The regulation of concentrations of brain cell organic osmoles involves carrier-mediated transporters. This involves the synthesis of new transporter proteins. Rapid correction of hyponatremia results in an overshoot of brain sodium and chloride levels and this high intracellular ion concentration may underlie myelinolysis of acute correction.

Rapid, partial, correction of acute hyponatremia may be indicated to prevent brain herniation, however not as a matter of routine. Most of these patients developed their hyponatremia slowly and can be assumed to have compensated.

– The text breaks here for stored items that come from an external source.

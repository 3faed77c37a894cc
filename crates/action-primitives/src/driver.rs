use std::path::Path;
use std::time::Duration;

use async_trait::async_trait;
use scenario_core_types::PageId;
use serde_json::Value;

use crate::errors::DriverError;
use crate::types::{
    BoundingBox, ClickMode, ContextRef, ElementHandle, ElementState, EventSequence, FrameInfo,
    PageInfo,
};

/// Capabilities the step executor needs from a browsing session.
///
/// Every wait takes an explicit timeout. Implementations must return
/// [`DriverError::Timeout`] rather than block past it.
#[async_trait]
pub trait BrowserDriver: Send + Sync {
    /// Opens a blank page and returns its id.
    async fn new_page(&self) -> Result<PageId, DriverError>;

    /// Open pages in the order they were first seen.
    async fn pages(&self) -> Result<Vec<PageInfo>, DriverError>;

    async fn close_page(&self, page: &PageId) -> Result<(), DriverError>;

    async fn navigate(&self, page: &PageId, url: &str, timeout: Duration)
        -> Result<(), DriverError>;

    async fn wait_for_dom_ready(
        &self,
        context: &ContextRef,
        timeout: Duration,
    ) -> Result<(), DriverError>;

    /// Frames of a page in document order, main frame first.
    async fn frames(&self, page: &PageId) -> Result<Vec<FrameInfo>, DriverError>;

    /// Builds a lazy handle. Nothing is resolved until the handle is used.
    fn locate(&self, context: &ContextRef, selector: &str) -> ElementHandle {
        ElementHandle::new(context.clone(), selector)
    }

    async fn wait_for_state(
        &self,
        element: &ElementHandle,
        state: ElementState,
        timeout: Duration,
    ) -> Result<(), DriverError>;

    /// Immediate visibility probe; a missing element is simply not visible.
    async fn is_visible(&self, element: &ElementHandle) -> Result<bool, DriverError>;

    /// Runs a function source `(el) => ...` against the resolved element.
    async fn evaluate(&self, element: &ElementHandle, script: &str)
        -> Result<Value, DriverError>;

    async fn bounding_box(
        &self,
        element: &ElementHandle,
    ) -> Result<Option<BoundingBox>, DriverError>;

    async fn hover(&self, element: &ElementHandle, timeout: Duration) -> Result<(), DriverError>;

    async fn click(
        &self,
        element: &ElementHandle,
        mode: ClickMode,
        timeout: Duration,
    ) -> Result<(), DriverError>;

    async fn click_at(&self, page: &PageId, x: f64, y: f64) -> Result<(), DriverError>;

    async fn dispatch_events(
        &self,
        element: &ElementHandle,
        sequence: &EventSequence,
    ) -> Result<(), DriverError>;

    async fn fill(
        &self,
        element: &ElementHandle,
        value: &str,
        timeout: Duration,
    ) -> Result<(), DriverError>;

    async fn screenshot(&self, page: &PageId, path: &Path, full_page: bool)
        -> Result<(), DriverError>;

    async fn content(&self, page: &PageId) -> Result<String, DriverError>;

    async fn current_url(&self, page: &PageId) -> Result<String, DriverError>;

    async fn title(&self, page: &PageId) -> Result<String, DriverError>;

    /// Waits for a page that is not in `known` and returns it.
    async fn wait_for_new_page(
        &self,
        known: &[PageId],
        timeout: Duration,
    ) -> Result<PageId, DriverError>;

    async fn wait_for_url_prefix(
        &self,
        page: &PageId,
        prefix: &str,
        timeout: Duration,
    ) -> Result<(), DriverError>;

    /// Releases the session. Called exactly once by the run loop.
    async fn close(&self) -> Result<(), DriverError>;
}
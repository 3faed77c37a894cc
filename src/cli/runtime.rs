use std::io;
use std::path::PathBuf;

use anyhow::{Context, Result};
use tokio::fs;
use tracing::{info, warn};
use tracing_subscriber::{fmt, layer::SubscriberExt, util::SubscriberInitExt, EnvFilter};

use crate::config::RunnerConfig;

pub const APP_DIR: &str = "scenario-runner";

/// Logs go to stderr so reports and compiled documents on stdout stay
/// machine-readable.
pub fn init_logging(level: &str, debug: bool, json: bool) -> Result<()> {
    let level = if debug {
        tracing::Level::DEBUG
    } else {
        level.parse().context("Invalid log level")?
    };

    let filter =
        EnvFilter::try_from_default_env().unwrap_or_else(|_| EnvFilter::new(level.to_string()));
    let registry = tracing_subscriber::registry().with(filter);
    let installed = if json {
        registry
            .with(fmt::layer().json().with_writer(io::stderr))
            .try_init()
    } else {
        registry.with(fmt::layer().with_writer(io::stderr)).try_init()
    };
    installed.context("installing tracing subscriber")?;

    Ok(())
}

pub struct LoadedConfig {
    pub config: RunnerConfig,
    pub path: PathBuf,
}

/// `--config`, else `config/config.yaml`, else the per-user config dir.
pub fn default_config_path() -> Result<PathBuf> {
    let local_config = PathBuf::from("config/config.yaml");
    if local_config.exists() {
        return Ok(local_config);
    }
    let mut path = dirs::config_dir().context("Failed to get config directory")?;
    path.push(APP_DIR);
    path.push("config.yaml");
    Ok(path)
}

pub async fn load_config(config_path: Option<&PathBuf>) -> Result<LoadedConfig> {
    let config_path = match config_path {
        Some(path) => path.clone(),
        None => default_config_path()?,
    };

    if config_path.exists() {
        let content = fs::read_to_string(&config_path)
            .await
            .context("Failed to read config file")?;

        let config: RunnerConfig =
            serde_yaml::from_str(&content).context("Failed to parse config file")?;

        info!("Loaded configuration from: {}", config_path.display());
        Ok(LoadedConfig {
            config,
            path: config_path,
        })
    } else {
        warn!(
            "Config file not found, using defaults: {}",
            config_path.display()
        );
        Ok(LoadedConfig {
            config: RunnerConfig::default(),
            path: config_path,
        })
    }
}

#[cfg(test)]
mod tests {
    use super::*;
    use tempfile::tempdir;

    #[tokio::test]
    async fn explicit_path_is_loaded() {
        let dir = tempdir().unwrap();
        let path = dir.path().join("runner.yaml");
        fs::write(&path, "timings:\n  max_retries: 0\n").await.unwrap();

        let loaded = load_config(Some(&path)).await.unwrap();
        assert_eq!(loaded.path, path);
        assert_eq!(loaded.config.flow.timings.max_retries, 0);
    }

    #[tokio::test]
    async fn missing_file_falls_back_to_defaults() {
        let dir = tempdir().unwrap();
        let path = dir.path().join("nope.yaml");

        let loaded = load_config(Some(&path)).await.unwrap();
        assert_eq!(loaded.config, RunnerConfig::default());
    }

    #[tokio::test]
    async fn malformed_file_is_an_error() {
        let dir = tempdir().unwrap();
        let path = dir.path().join("bad.yaml");
        fs::write(&path, "timings: [1, 2").await.unwrap();

        assert!(load_config(Some(&path)).await.is_err());
    }
}
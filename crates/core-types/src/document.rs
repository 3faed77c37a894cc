use std::collections::BTreeMap;
use std::path::Path;

use serde::{Deserialize, Serialize};
use serde_json::Value;
use url::Url;

use crate::errors::ScenarioError;
use crate::step::{CompiledStep, RawStep};

/// Version stamped into `_meta.compiler_version` of compiled documents.
pub const COMPILER_VERSION: &str = "1.0.0";

#[derive(Clone, Debug, PartialEq, Eq, Serialize, Deserialize)]
pub struct CompilerMeta {
    #[serde(default)]
    pub compiled: bool,
    #[serde(default, alias = "compilerVersion")]
    pub compiler_version: String,
}

impl CompilerMeta {
    pub fn current() -> Self {
        Self {
            compiled: true,
            compiler_version: COMPILER_VERSION.to_string(),
        }
    }
}

/// A scenario: base URL, ordered steps and free-form configuration.
#[derive(Clone, Debug, PartialEq, Serialize, Deserialize)]
pub struct ScenarioDocument<S> {
    #[serde(default, alias = "baseUrl", skip_serializing_if = "Option::is_none")]
    pub base_url: Option<String>,
    #[serde(default, skip_serializing_if = "std::ops::Not::not")]
    pub requires_auth: bool,
    #[serde(default)]
    pub steps: Vec<S>,
    #[serde(rename = "_meta", default, skip_serializing_if = "Option::is_none")]
    pub meta: Option<CompilerMeta>,
    #[serde(flatten)]
    pub config: BTreeMap<String, Value>,
}

impl<S> Default for ScenarioDocument<S> {
    fn default() -> Self {
        Self {
            base_url: None,
            requires_auth: false,
            steps: Vec::new(),
            meta: None,
            config: BTreeMap::new(),
        }
    }
}

impl<S> ScenarioDocument<S> {
    pub fn is_compiled(&self) -> bool {
        self.meta.as_ref().map(|meta| meta.compiled).unwrap_or(false)
    }

    /// Resolves a possibly relative step URL against `base_url`.
    pub fn resolve_url(&self, target: &str) -> String {
        resolve_url(self.base_url.as_deref(), target)
    }
}

/// Absolute URLs are returned unchanged; relative ones are joined onto
/// `base` when it parses, and returned verbatim otherwise.
pub fn resolve_url(base: Option<&str>, target: &str) -> String {
    if Url::parse(target).is_ok() {
        return target.to_string();
    }
    base.and_then(|base| Url::parse(base).ok())
        .and_then(|base| base.join(target).ok())
        .map(|joined| joined.to_string())
        .unwrap_or_else(|| target.to_string())
}

pub type RawScenario = ScenarioDocument<RawStep>;
pub type CompiledScenario = ScenarioDocument<CompiledStep>;

impl RawScenario {
    pub fn from_steps(base_url: Option<String>, steps: Vec<RawStep>) -> Self {
        Self {
            base_url,
            steps,
            ..Default::default()
        }
    }

    /// Reinterprets a document that already carries `_meta.compiled`.
    pub fn into_precompiled(self) -> CompiledScenario {
        ScenarioDocument {
            base_url: self.base_url,
            requires_auth: self.requires_auth,
            steps: self.steps.into_iter().map(CompiledStep::from).collect(),
            meta: self.meta,
            config: self.config,
        }
    }
}

impl CompiledScenario {
    /// Deterministic pretty JSON.
    pub fn to_json_pretty(&self) -> Result<String, ScenarioError> {
        Ok(serde_json::to_string_pretty(self)?)
    }
}

#[derive(Clone, Copy, Debug, PartialEq, Eq)]
pub enum DocumentFormat {
    Json,
    Yaml,
}

impl DocumentFormat {
    pub fn from_path(path: &Path) -> Option<Self> {
        match path
            .extension()
            .and_then(|ext| ext.to_str())
            .map(|ext| ext.to_ascii_lowercase())
            .as_deref()
        {
            Some("json") => Some(DocumentFormat::Json),
            Some("yaml") | Some("yml") => Some(DocumentFormat::Yaml),
            _ => None,
        }
    }

    fn sniff(raw: &str) -> Self {
        match raw.trim_start().chars().next() {
            Some('{') | Some('[') => DocumentFormat::Json,
            _ => DocumentFormat::Yaml,
        }
    }
}

/// Parses a scenario document. A bare step array is accepted as well.
pub fn parse_scenario(
    raw: &str,
    format: Option<DocumentFormat>,
) -> Result<RawScenario, ScenarioError> {
    if raw.trim().is_empty() {
        return Err(ScenarioError::Empty);
    }

    let value: Value = match format.unwrap_or_else(|| DocumentFormat::sniff(raw)) {
        DocumentFormat::Json => serde_json::from_str(raw)?,
        DocumentFormat::Yaml => serde_yaml::from_str(raw)?,
    };

    match value {
        Value::Array(_) => Ok(RawScenario::from_steps(
            None,
            serde_json::from_value(value)?,
        )),
        other => Ok(serde_json::from_value(other)?),
    }
}

#[cfg(test)]
mod tests {
    use super::*;
    use crate::step::StepKind;

    #[test]
    fn parses_json_with_camel_case_base_url() {
        let doc = parse_scenario(
            r#"{"baseUrl": "https://x.test", "steps": [{"type": "go", "url": "/"}], "viewport": "wide"}"#,
            None,
        )
        .unwrap();
        assert_eq!(doc.base_url.as_deref(), Some("https://x.test"));
        assert_eq!(doc.steps[0].step_kind(), Some(StepKind::Go));
        assert_eq!(doc.config.get("viewport"), Some(&Value::from("wide")));
        assert!(!doc.is_compiled());
    }

    #[test]
    fn parses_yaml_documents() {
        let yaml = "base_url: https://x.test\nrequires_auth: true\nsteps:\n  - type: click\n    selector: '#login'\n";
        let doc = parse_scenario(yaml, Some(DocumentFormat::Yaml)).unwrap();
        assert!(doc.requires_auth);
        assert_eq!(doc.steps[0].fields.selector.as_deref(), Some("#login"));
    }

    #[test]
    fn bare_step_arrays_are_scenarios() {
        let doc = parse_scenario(r#"[{"type": "switch_main"}]"#, None).unwrap();
        assert_eq!(doc.steps.len(), 1);
        assert!(doc.base_url.is_none());
    }

    #[test]
    fn compiled_documents_are_recognised() {
        let doc = parse_scenario(
            r##"{"steps": [{"type": "click", "selectors": ["#a", "#b"]}], "_meta": {"compiled": true, "compilerVersion": "1.0.0"}}"##,
            None,
        )
        .unwrap();
        assert!(doc.is_compiled());
        let compiled = doc.into_precompiled();
        assert_eq!(compiled.steps[0].selector_candidates, vec!["#a", "#b"]);
    }

    #[test]
    fn relative_urls_join_the_base() {
        assert_eq!(
            resolve_url(Some("https://x.test/app/"), "done?id=1"),
            "https://x.test/app/done?id=1"
        );
        assert_eq!(
            resolve_url(Some("https://x.test/app/"), "/login"),
            "https://x.test/login"
        );
        assert_eq!(resolve_url(Some("https://x.test"), "https://y.test/"), "https://y.test/");
        assert_eq!(resolve_url(None, "/login"), "/login");
    }

    #[test]
    fn empty_input_is_rejected() {
        assert!(matches!(parse_scenario("  ", None), Err(ScenarioError::Empty)));
    }

    #[test]
    fn format_follows_extension() {
        assert_eq!(
            DocumentFormat::from_path(Path::new("a/b.YML")),
            Some(DocumentFormat::Yaml)
        );
        assert_eq!(DocumentFormat::from_path(Path::new("a/b.txt")), None);
    }
}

Volume problems should be addressed first. In severe, chronic hyponatremia, a solution that contains sodium at a concentration close to but slightly above that of the patient would be the safest. Lactated Ringers solution has a sodium concentration of 130 mEq/L and can be further diluted with 5% dextrose in water if necessary. It is potentially quite dangerous to use high sodium containing solutions such as saline or hypertonic saline unless the administration rate is monitored very closely. These fluids should be reserved for patients with hypervolemic hyponatremia. Revolumizing hypovolemic patients eliminates non-osmotic causes of vasopressin release and improve renal blood flow and thus enables such patients to more effectively eliminate the excess free water. Access to oral water should be limited or not permitted. Furosemide should be administered to enhance renal water loss. Furosemide inhibits sodium reabsorption by the ascending loop of henle which diminishes the ability of the kidney to dilute the filtrate and in turn, diminishes medullary hyperosmolality which inhibits the filtrate concentrating ability of the collecting ducts. The sodium concentration of the administered fluid should be gradually increased, so as to stay about 10 mEq/L above that of the plasma (this depends a great deal upon the rate of administration of the fluid). Plasma sodium concentration should be checked frequently (every 1-2 hours until it is at least 125 mEq/L). The tetracycline antibiotic demeclocycline and lithium have been used in humans to inhibit collecting tubule responsiveness to vasopressin.

Alternately the sodium deficit can be calculated by the formula: (measured sodium - normal sodium) x (0.6 x body weight [kg]); assuming normal [Na+ ] for dogs is 146 and cats is 156. The amount of sodium, in the form of hypertonic saline could be administered over the course of the next several days so as not to increase the sodium concentration faster than 0.5 mEq/L/hour.

The water excess required to dilute the sodium concentration to its measrued value can be calculated by the equation: ([normal sodium/measured sodium] - 1) x (0.6 x body weight [kg]).

Nonhypo-osmolar hyponatremia

Hyponatremia that is not associated with hypo-osmolality, a condition previously referred to as "false" hyponatremia, may be associated with hyperglycemia and hypermannitolemia. The increase in these solutes will draw water into the extracellular compartment which will dilute the sodium by about 2 mEq/L per 100 mg/dl increase in glucose or mannitol. These animals do not have hypo-osmolality as might be anticipated from the hyponatremia, but rather tend to be iso- or hyperosmolar (depending upon the concentration of these other solutes). This syndrome might be better name "dilutional hyponatremia?. Once the glucose is metabolized or the mannitol is excreted, the sodium concentration will return to normal.

Hyperproteinemia and hyperlipemia cause a small increase in plasma solids and volume, and a proportionate, but small, decrease in sodium concentration measured per liter of plasma when measured by the almost extinct methodology of flame photometry. This is not an issue with ion specific electrodes.